I’m sharing with you here a deep research piece I created on his statements regarding the “elite.” Fascinating like a crime thriller, but probably more real...


📚 Deep Research — Source Text

Phenomenology of Power: A Deep-Analytical Exegesis of Florian Homm’s System Critique and Transformation

1. Introduction: The Defector as an Archetypal Figure of Enlightenment

The figure of Florian Homm represents a fascination in contemporary discourse on global power structures that eludes simple categorization. He is neither merely the redeemed former billionaire nor simply another conspiracy theorist. Rather, he embodies the archetype of the “defector” — an actor who not only observed but actively helped shape the deepest inner circles of power, only to subsequently turn against precisely those structures that created him. This analysis is dedicated to an exhaustive examination of his statements, based on a hermeneutic evaluation of his media trail.

The aim of this report is to weave the fragmented insights Homm has granted in various interviews and publications into a coherent theoretical framework. The focus is not biographical sensation-seeking, but the structural analysis of the “elite” as Homm describes it. His narrative offers a rare inside view — a phenomenology of power that ranges from the psychic conditioning of the individual to the macroeconomic architecture of a “simulated reality.”

Particularly significant here is the tripartite nature of his “exit”: the physical exit from the financial world (through flight and imprisonment), the psychological exit from the behavioral patterns of the elite (through illness and purification), and finally the ideological exit from the echo chambers of alternative media. This analysis will show that Homm’s criticism goes far beyond the usual narratives of “greed” and instead describes a systemic dystopia in which freedom is an illusion and power a pathological state.

2. The Morphology of the Elite: Structure, Hierarchy, and “Simulated Reality”

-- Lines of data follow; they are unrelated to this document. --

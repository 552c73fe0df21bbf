//! Validation against a JSON Schema document.
//!
//! The schema is compiled once with the `jsonschema` crate. Local `$ref`
//! chains that loop back on themselves without descending into the
//! instance are rejected up front, since they can never terminate.

use std::collections::HashSet;
use std::fmt;
use std::sync::Arc;

use serde_json::Value;

use super::Validator;

#[derive(Clone)]
pub struct JsonSchemaValidator {
    schema: Value,
    default: Option<Value>,
    compiled: std::result::Result<Arc<jsonschema::Validator>, String>,
}

impl JsonSchemaValidator {
    pub fn new(schema: Value) -> Self {
        let default = schema.get("default").cloned();
        let compiled = compile(&schema);
        Self {
            schema,
            default,
            compiled,
        }
    }

    pub fn with_default(mut self, default: Value) -> Self {
        self.default = Some(default);
        self
    }

    pub fn schema(&self) -> &Value {
        &self.schema
    }

    /// Check `value`, joining every violation into one message.
    pub fn check(&self, value: &Value) -> Result<(), String> {
        let validator = self.compiled.as_ref().map_err(Clone::clone)?;
        if validator.is_valid(value) {
            return Ok(());
        }
        let errors: Vec<String> = validator
            .iter_errors(value)
            .map(|e| {
                let path = e.instance_path.to_string();
                if path.is_empty() {
                    e.to_string()
                } else {
                    format!("{path}: {e}")
                }
            })
            .collect();
        Err(errors.join("; "))
    }
}

impl fmt::Debug for JsonSchemaValidator {
    fn fmt(&self, f: &mut fmt::Formatter<'_>) -> fmt::Result {
        f.debug_struct("JsonSchemaValidator")
            .field("schema", &self.schema)
            .field("default", &self.default)
            .field("compiled", &self.compiled.is_ok())
            .finish()
    }
}

impl Validator for JsonSchemaValidator {
    fn validate(&self, value: &Value) -> Result<Value, String> {
        self.check(value)?;
        Ok(value.clone())
    }

    fn default_value(&self) -> Option<Value> {
        self.default.clone()
    }
}

fn compile(schema: &Value) -> std::result::Result<Arc<jsonschema::Validator>, String> {
    if let Some(reference) = circular_ref(schema) {
        return Err(format!("invalid schema: circular $ref '{reference}'"));
    }
    jsonschema::Validator::new(schema)
        .map(Arc::new)
        .map_err(|e| format!("invalid schema: {e}"))
}

/// Keywords whose subschemas apply to the same instance as their parent.
const IN_PLACE: [&str; 7] = ["allOf", "anyOf", "oneOf", "not", "if", "then", "else"];

/// Local refs reachable from `node` without moving into a child instance.
fn in_place_refs<'a>(node: &'a Value, out: &mut Vec<&'a str>) {
    let Value::Object(obj) = node else {
        return;
    };
    if let Some(Value::String(reference)) = obj.get("$ref")
        && reference.starts_with('#')
    {
        out.push(reference);
    }
    for key in IN_PLACE {
        match obj.get(key) {
            Some(Value::Array(subs)) => subs.iter().for_each(|s| in_place_refs(s, out)),
            Some(sub @ Value::Object(_)) => in_place_refs(sub, out),
            _ => {}
        }
    }
}

/// First local `$ref` that can reach itself while staying on one instance.
fn circular_ref(root: &Value) -> Option<String> {
    fn visit<'a>(
        root: &'a Value,
        reference: &'a str,
        stack: &mut Vec<&'a str>,
        done: &mut HashSet<&'a str>,
    ) -> Option<String> {
        if stack.contains(&reference) {
            return Some(reference.to_string());
        }
        if !done.insert(reference) {
            return None;
        }
        let target = root.pointer(&reference[1..])?;
        let mut next = Vec::new();
        in_place_refs(target, &mut next);
        stack.push(reference);
        let found = next.into_iter().find_map(|r| visit(root, r, stack, done));
        stack.pop();
        found
    }

    let mut starts = Vec::new();
    in_place_refs(root, &mut starts);
    let mut done = HashSet::new();
    starts
        .into_iter()
        .find_map(|r| visit(root, r, &mut Vec::new(), &mut done))
}
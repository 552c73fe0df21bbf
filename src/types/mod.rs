//! Core data types for the agent loop.

mod command;
mod message;
mod state;
mod tool;

pub use command::{Command, JumpTarget};
pub use message::{Message, Role, ToolCall, ToolStatus};
pub use state::{AgentState, MESSAGES_KEY, MessagesUpdate, STRUCTURED_RESPONSE_KEY, StatePatch};
pub use tool::{ToolChoice, ToolDefinition};
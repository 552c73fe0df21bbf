//! Tool definition types shared with model adapters.

use serde::{Deserialize, Serialize};

/// Name, description and input schema a model sees for one tool.
#[derive(Debug, Clone, PartialEq, Serialize, Deserialize)]
pub struct ToolDefinition {
    pub name: String,
    pub description: String,
    pub input_schema: serde_json::Value,
    #[serde(skip_serializing_if = "Option::is_none")]
    pub strict: Option<bool>,
}

impl ToolDefinition {
    pub fn new(
        name: impl Into<String>,
        description: impl Into<String>,
        input_schema: serde_json::Value,
    ) -> Self {
        Self {
            name: name.into(),
            description: description.into(),
            input_schema,
            strict: None,
        }
    }

    pub fn with_strict(mut self, strict: bool) -> Self {
        self.strict = Some(strict);
        self
    }
}

/// How the model is allowed to pick tools.
#[derive(Debug, Clone, PartialEq, Eq, Serialize, Deserialize)]
#[serde(rename_all = "snake_case")]
pub enum ToolChoice {
    Auto,
    /// The model must call at least one tool.
    Any,
    None,
    /// The model must call this tool.
    Tool(String),
}
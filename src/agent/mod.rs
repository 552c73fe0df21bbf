//! Agent construction and the execution loop.

mod builder;
mod config;
mod execution;
mod executor;
mod runtime;

pub use builder::{AgentBuilder, create_agent};
pub use config::{AgentConfig, DEFAULT_RECURSION_LIMIT};
pub use executor::{Agent, InvokeOptions};
pub use runtime::Runtime;
//! Environment Variable Configuration Provider
//!
//! Provides read-only access to configuration via environment variables.

use super::{ConfigError, ConfigResult};

/// Read-only environment variable lookup with an optional prefix.
#[derive(Debug, Clone, Default)]
pub struct EnvConfigProvider {
    prefix: Option<String>,
}

impl EnvConfigProvider {
    /// Create a new environment provider with no prefix
    pub fn new() -> Self {
        Self { prefix: None }
    }

    /// Create an environment provider with a prefix
    pub fn prefixed(prefix: impl Into<String>) -> Self {
        Self {
            prefix: Some(prefix.into()),
        }
    }

    /// Full environment variable name for a dotted key.
    pub fn env_key(&self, key: &str) -> String {
        let key = key.to_uppercase().replace('.', "_");
        match &self.prefix {
            Some(prefix) => format!("{prefix}{key}"),
            None => key,
        }
    }

    pub fn get_raw(&self, key: &str) -> ConfigResult<Option<String>> {
        match std::env::var(self.env_key(key)) {
            Ok(value) => Ok(Some(value)),
            Err(std::env::VarError::NotPresent) => Ok(None),
            Err(e) => Err(ConfigError::Env(e)),
        }
    }
}
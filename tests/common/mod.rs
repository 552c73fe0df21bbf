//! Shared fakes for integration tests: a scripted chat model and spy tools.

#![allow(dead_code)]

use std::collections::VecDeque;
use std::sync::atomic::{AtomicUsize, Ordering};
use std::sync::{Arc, Mutex};

use agent_middleware::structured::ProviderFormat;
use agent_middleware::{
    ChatModel, FnTool, Message, ModelCallOptions, ModelError, Result, Tool, ToolCall, ToolChoice,
    ToolError, ToolOutput,
};
use async_trait::async_trait;
use serde_json::{Value, json};

pub fn init_tracing() {
    let _ = tracing_subscriber::fmt()
        .with_env_filter(tracing_subscriber::EnvFilter::from_default_env())
        .with_test_writer()
        .try_init();
}

/// What the model saw on one call.
#[derive(Debug, Clone)]
pub struct RecordedCall {
    pub messages: Vec<Message>,
    pub tools: Vec<String>,
    pub tool_choice: Option<ToolChoice>,
    pub response_format: Option<ProviderFormat>,
    pub at: tokio::time::Instant,
}

/// A chat model that replays scripted replies and records every request.
///
/// Once the script runs out it repeats the `looping` reply if one is set,
/// otherwise it answers `"done"`.
#[derive(Default)]
pub struct ScriptedModel {
    name: String,
    script: Mutex<VecDeque<std::result::Result<Message, ModelError>>>,
    looping: Option<Message>,
    calls: Mutex<Vec<RecordedCall>>,
}

impl ScriptedModel {
    pub fn new() -> Self {
        Self {
            name: "scripted".to_string(),
            ..Default::default()
        }
    }

    pub fn named(name: &str) -> Self {
        Self {
            name: name.to_string(),
            ..Default::default()
        }
    }

    pub fn reply(self, message: Message) -> Self {
        self.script.lock().unwrap().push_back(Ok(message));
        self
    }

    pub fn text(self, text: &str) -> Self {
        self.reply(Message::assistant(text))
    }

    pub fn fail(self, kind: &str, message: &str) -> Self {
        self.script
            .lock()
            .unwrap()
            .push_back(Err(ModelError::new(kind, message)));
        self
    }

    pub fn fail_times(mut self, n: usize, kind: &str) -> Self {
        for i in 0..n {
            self = self.fail(kind, &format!("failure {}", i + 1));
        }
        self
    }

    pub fn looping(mut self, message: Message) -> Self {
        self.looping = Some(message);
        self
    }

    pub fn into_arc(self) -> Arc<Self> {
        Arc::new(self)
    }

    pub fn calls(&self) -> Vec<RecordedCall> {
        self.calls.lock().unwrap().clone()
    }

    pub fn call_count(&self) -> usize {
        self.calls.lock().unwrap().len()
    }
}

#[async_trait]
impl ChatModel for ScriptedModel {
    fn name(&self) -> &str {
        &self.name
    }

    async fn invoke(&self, messages: &[Message], options: &ModelCallOptions) -> Result<Message> {
        self.calls.lock().unwrap().push(RecordedCall {
            messages: messages.to_vec(),
            tools: options.tools.iter().map(|t| t.name.clone()).collect(),
            tool_choice: options.tool_choice.clone(),
            response_format: options.response_format.clone(),
            at: tokio::time::Instant::now(),
        });
        let next = self.script.lock().unwrap().pop_front();
        match next {
            Some(Ok(message)) => Ok(message),
            Some(Err(error)) => Err(error.into()),
            None => Ok(self
                .looping
                .clone()
                .unwrap_or_else(|| Message::assistant("done"))),
        }
    }
}

/// Model that always fails with `kind`.
pub struct FailingModel {
    pub kind: String,
    pub calls: AtomicUsize,
}

impl FailingModel {
    pub fn new(kind: &str) -> Self {
        Self {
            kind: kind.to_string(),
            calls: AtomicUsize::new(0),
        }
    }

    pub fn count(&self) -> usize {
        self.calls.load(Ordering::SeqCst)
    }
}

#[async_trait]
impl ChatModel for FailingModel {
    async fn invoke(&self, _: &[Message], _: &ModelCallOptions) -> Result<Message> {
        let n = self.calls.fetch_add(1, Ordering::SeqCst) + 1;
        Err(ModelError::new(&self.kind, format!("call {n} failed")).into())
    }
}

pub fn call(id: &str, name: &str, args: Value) -> ToolCall {
    ToolCall::new(id, name, args)
}

/// Assistant message requesting the given tool calls.
pub fn ai_calls(calls: Vec<ToolCall>) -> Message {
    Message::assistant_with_tool_calls("", calls)
}

pub fn ai_call(id: &str, name: &str) -> Message {
    ai_calls(vec![call(id, name, json!({}))])
}

/// A tool that answers `"<name> result"` and counts its invocations.
pub fn spy_tool(name: &str) -> (Arc<dyn Tool>, Arc<AtomicUsize>) {
    let count = Arc::new(AtomicUsize::new(0));
    let counter = count.clone();
    let reply = format!("{name} result");
    let tool = FnTool::new(
        name,
        format!("spy tool {name}"),
        json!({"type": "object"}),
        move |_, _| {
            let counter = counter.clone();
            let reply = reply.clone();
            async move {
                counter.fetch_add(1, Ordering::SeqCst);
                Ok(ToolOutput::success(reply))
            }
        },
    );
    (Arc::new(tool), count)
}

/// A tool that fails `failures` times before succeeding.
pub fn flaky_tool(name: &str, failures: usize) -> (Arc<dyn Tool>, Arc<AtomicUsize>) {
    let count = Arc::new(AtomicUsize::new(0));
    let counter = count.clone();
    let tool = FnTool::new(name, "flaky", json!({"type": "object"}), move |_, _| {
        let counter = counter.clone();
        async move {
            let n = counter.fetch_add(1, Ordering::SeqCst) + 1;
            if n <= failures {
                Err(ToolError::execution_failed(format!("attempt {n} broke")))
            } else {
                Ok(ToolOutput::success("recovered"))
            }
        }
    });
    (Arc::new(tool), count)
}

The analysis of Homm’s terminology reveals that the term “elite” in his vocabulary does not describe a homogeneous mass. Rather, he sketches a highly complex, stratified architecture of power defined less by wealth than by access to the “production of reality.”

2.1. The Stratification of Power: Managers vs. Architects

One of the most fundamental distinctions Homm makes is between the operative and strategic levels of power. In his remarks, it becomes clear that even a “hedge fund manager” — a position often regarded in the public mind as the top of the food chain — occupies merely a functional role within a larger apparatus.

Homm describes his own former position as part of the elite, one that “knows the rules of the powerful first-hand.” But it is crucial to note that “knowing” is not the same as “setting” them. The managerial level to which Homm belonged has executive power and enormous resources (“awesome resources”), but operates within a corridor defined by an even more exclusive group. This higher level, which Homm often implicitly refers to as the “architects” or “those up there,” operates beyond mere capital accumulation. Its currency is not money, but interpretive sovereignty over reality.  

This differentiation is essential for contextualizing Homm’s statements about the “world conspiracy.” When he states, “The world conspiracy is real,” he is not necessarily referring to crude backroom collusion, but to the systematic convergence of interests at the level of the “architects,” which is executed by the “managers.” The managers are the Praetorian guard of the system — highly paid, privileged, but ultimately replaceable and subject to the same wear and tear as the rank and file, only at a higher level.  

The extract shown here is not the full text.